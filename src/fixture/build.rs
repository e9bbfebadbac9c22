//! The shape every entity builder shares.

use tracing::debug;

use crate::{
    error::FixtureError,
    fixture::{
        classifier,
        repository::{FixtureEntity, Repository},
    },
};

/// Immutable configuration for one entity, persisted on demand.
///
/// Implementors keep every field as "unset" until a `with_*` call sets it, and each
/// `with_*` call returns a new builder instead of modifying the receiver. `realize`
/// resolves defaults for the fields still unset, in dependency order, and writes the
/// result into a fresh entity shell.
#[allow(async_fn_in_trait)]
pub trait EntityBuilder: Sized {
    type Repository: Repository;

    fn repository(&self) -> &Self::Repository;

    /// Populates an empty shell with the configured values and computed defaults.
    fn realize(&self, draft: &mut <Self::Repository as Repository>::Draft);

    /// Resolves defaults and persists the entity once.
    ///
    /// # Returns
    /// - `Ok(Entity)` - The persisted entity with its assigned identifier
    /// - `Err(FixtureError::SideEffectInTransaction)` - An index update refused to run
    ///   inside the caller's open transaction
    /// - `Err(FixtureError::Platform)` - Saving failed for any other reason
    async fn build(self) -> Result<<Self::Repository as Repository>::Entity, FixtureError> {
        let repository = self.repository();
        let mut draft = repository.create();
        self.realize(&mut draft);

        persist(repository, draft).await
    }
}

/// Saves a populated shell, classifying the error on failure.
pub async fn persist<R: Repository>(repository: &R, draft: R::Draft) -> Result<R::Entity, FixtureError> {
    match repository.save(draft).await {
        Ok(entity) => {
            debug!(
                "Persisted {} {} ({})",
                <R::Entity as FixtureEntity>::KIND,
                entity.id(),
                entity.natural_key()
            );
            Ok(entity)
        }
        Err(err) => Err(classifier::classify(err)),
    }
}

/// Returns a copy of `builder` with `change` applied.
pub(crate) fn amend<B: Clone>(builder: &B, change: impl FnOnce(&mut B)) -> B {
    let mut next = builder.clone();
    change(&mut next);
    next
}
========================================
▶ [Description of the task]: The records above should be printed exactly, please, from the first line through the line containing "it, and each", with both ends kept and nothing past it.

▶ [Your response]:
filename src/fixture/build.rs
repository e9bbfebadbac9c22
//! The shape every entity builder shares.

use tracing::debug;

use crate::{
    error::FixtureError,
    fixture::{
        classifier,
        repository::{FixtureEntity, Repository},
    },
};

/// Immutable configuration for one entity, persisted on demand.
///
/// Implementors keep every field as "unset" until a `with_*` call sets it, and each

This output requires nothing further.